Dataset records
■ ■ ■ ■ ■ ■ ■

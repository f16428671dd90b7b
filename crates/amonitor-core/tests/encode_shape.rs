//! Outbound envelope shape tests.

#![allow(clippy::unwrap_used)]
#![allow(clippy::expect_used)]
#![allow(clippy::panic)]

use serde_json::{json, Value};

use amonitor_core::protocol::payload::ActionOutcome;
use amonitor_core::protocol::{decode, encode};
use amonitor_core::Envelope;

fn to_value(env: &Envelope) -> Value {
    serde_json::from_str(&encode(env).unwrap()).unwrap()
}

#[test]
fn heartbeat_has_required_fields() {
    let v = to_value(&Envelope::heartbeat("svc-a"));
    assert_eq!(v["type"], "heartbeat");
    assert_eq!(v["target_id"], "svc-a");
    assert_eq!(v["payload"], json!({"target_id": "svc-a", "status": "up"}));
    assert!(!v["msg_id"].as_str().unwrap().is_empty());
    assert!(v["timestamp"].as_i64().unwrap() > 0);
    assert!(v.get("trace_id").is_none(), "absent trace_id must be omitted");
}

#[test]
fn ack_echoes_request_ids() {
    let req = decode(
        r#"{"msg_id":"m1","trace_id":"t1","type":"action","payload":{"action":"restart","params":{}}}"#,
    )
    .unwrap();
    let ack = Envelope::action_ack("svc-a", &req, &ActionOutcome::success("done"));
    let v = to_value(&ack);

    assert_eq!(v["type"], "action_ack");
    assert_eq!(v["trace_id"], "t1");
    assert_eq!(
        v["payload"],
        json!({"action_msg_id": "m1", "success": true, "message": "done"})
    );
    assert_ne!(v["msg_id"], "m1", "ack carries its own msg_id");
}

#[test]
fn event_and_error_payloads() {
    let ev = to_value(&Envelope::event("svc-a", "deploy_done", json!({"v": "1.2"})));
    assert_eq!(ev["type"], "event");
    assert_eq!(
        ev["payload"],
        json!({"target_id": "svc-a", "event_name": "deploy_done", "data": {"v": "1.2"}})
    );

    let err = to_value(&Envelope::error("svc-a", "invalid envelope: eof"));
    assert_eq!(err["type"], "error");
    assert_eq!(err["payload"]["message"], "invalid envelope: eof");
}

#[test]
fn msg_ids_are_unique_per_envelope() {
    let a = Envelope::heartbeat("svc-a");
    let b = Envelope::heartbeat("svc-a");
    assert_ne!(a.msg_id, b.msg_id);
}
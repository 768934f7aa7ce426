/// Image formats the marketplace accepts for vehicle photos.
#[derive(Debug, Clone, Copy, PartialEq, Eq)]
pub enum ImageKind {
    /// JPEG
    Jpeg,
    /// PNG
    Png,
    /// WebP
    Webp,
    /// HEIC/HEIF containers as produced by phones
    Heic,
}

impl ImageKind {
    /// The MIME type sent to the media store for this format.
    pub fn content_type(&self) -> &'static str {
        match self {
            ImageKind::Jpeg => "image/jpeg",
            ImageKind::Png => "image/png",
            ImageKind::Webp => "image/webp",
            ImageKind::Heic => "image/heic",
        }
    }
}

/// Custom error type for media store operations
#[derive(Debug, thiserror::Error)]
pub enum MediaError {
    /// Media store is not configured
    #[error("Media store configuration error: {0}")]
    Config(String),

    /// The store refused or failed the upload
    #[error("Upload failed: {0}")]
    Upload(String),
}
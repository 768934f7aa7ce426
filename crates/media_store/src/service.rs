use std::env;

use async_trait::async_trait;
use reqwest::Client;
use serde::Deserialize;
use tracing::info;

use crate::types::{ImageKind, MediaError};

/// Trait for image store implementations. The store accepts raw bytes and
/// answers with the URL the image is served from.
#[async_trait]
pub trait ImageStore: Send + Sync {
    /// Stores already-sniffed image bytes, returning their public URL.
    async fn store(
        &self,
        bytes: Vec<u8>,
        filename: &str,
        kind: ImageKind,
    ) -> Result<String, MediaError>;
}

/// HTTP gateway to the hosted media store.
pub struct HttpImageStore {
    client: Client,
    base_url: String,
    api_key: Option<String>,
}

/// Reply from the media store's upload endpoint
#[derive(Debug, Deserialize)]
struct UploadResponse {
    url: String,
}

impl HttpImageStore {
    /// Creates a store client from `MEDIA_STORE_URL` (required) and
    /// `MEDIA_STORE_API_KEY` (optional).
    pub fn new() -> Result<Self, MediaError> {
        let base_url = env::var("MEDIA_STORE_URL").map_err(|_| {
            MediaError::Config("MEDIA_STORE_URL environment variable not set".to_string())
        })?;

        let api_key = env::var("MEDIA_STORE_API_KEY").ok();

        Ok(Self {
            client: Client::new(),
            base_url,
            api_key,
        })
    }
}

#[async_trait]
impl ImageStore for HttpImageStore {
    async fn store(
        &self,
        bytes: Vec<u8>,
        filename: &str,
        kind: ImageKind,
    ) -> Result<String, MediaError> {
        let url = format!(
            "{}/upload?folder=vehicles&name={}",
            self.base_url,
            urlencoding::encode(filename)
        );

        let mut request = self
            .client
            .post(&url)
            .header("Content-Type", kind.content_type())
            .body(bytes);

        if let Some(ref key) = self.api_key {
            request = request.bearer_auth(key);
        }

        let response = request
            .send()
            .await
            .map_err(|e| MediaError::Upload(format!("Media store request failed: {}", e)))?;

        if !response.status().is_success() {
            let status = response.status();
            let error_text = response
                .text()
                .await
                .unwrap_or_else(|_| "Unknown error".to_string());

            return Err(MediaError::Upload(format!(
                "Media store answered {}: {}",
                status, error_text
            )));
        }

        let reply: UploadResponse = response
            .json()
            .await
            .map_err(|e| MediaError::Upload(format!("Invalid media store reply: {}", e)))?;

        info!("Stored image {} as {}", filename, reply.url);
        Ok(reply.url)
    }
}

/// Mock image store for development/testing
pub struct MockImageStore;

#[async_trait]
impl ImageStore for MockImageStore {
    async fn store(
        &self,
        bytes: Vec<u8>,
        filename: &str,
        kind: ImageKind,
    ) -> Result<String, MediaError> {
        info!(
            "🖼️ [MOCK MEDIA] Stored {} bytes of {} as {}",
            bytes.len(),
            kind.content_type(),
            filename
        );

        Ok(format!(
            "https://media.invalid/vehicles/{}-{}",
            uuid::Uuid::new_v4(),
            urlencoding::encode(filename)
        ))
    }
}

#[cfg(test)]
mod tests {
    use super::*;

    #[tokio::test]
    async fn test_mock_store_returns_filename_url() {
        let store = MockImageStore;
        let url = store
            .store(vec![0xFF, 0xD8, 0xFF], "van.jpg", ImageKind::Jpeg)
            .await
            .unwrap();

        assert!(url.starts_with("https://media.invalid/vehicles/"));
        assert!(url.ends_with("van.jpg"));
    }
}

■ ■ ■ ■ ■ ■ ■

# What this task involves:
Every line in the records above with the string "Deserialize" in it should be shown.

# Response to the task:
use serde::Deserialize;
#[derive(Debug, Deserialize)]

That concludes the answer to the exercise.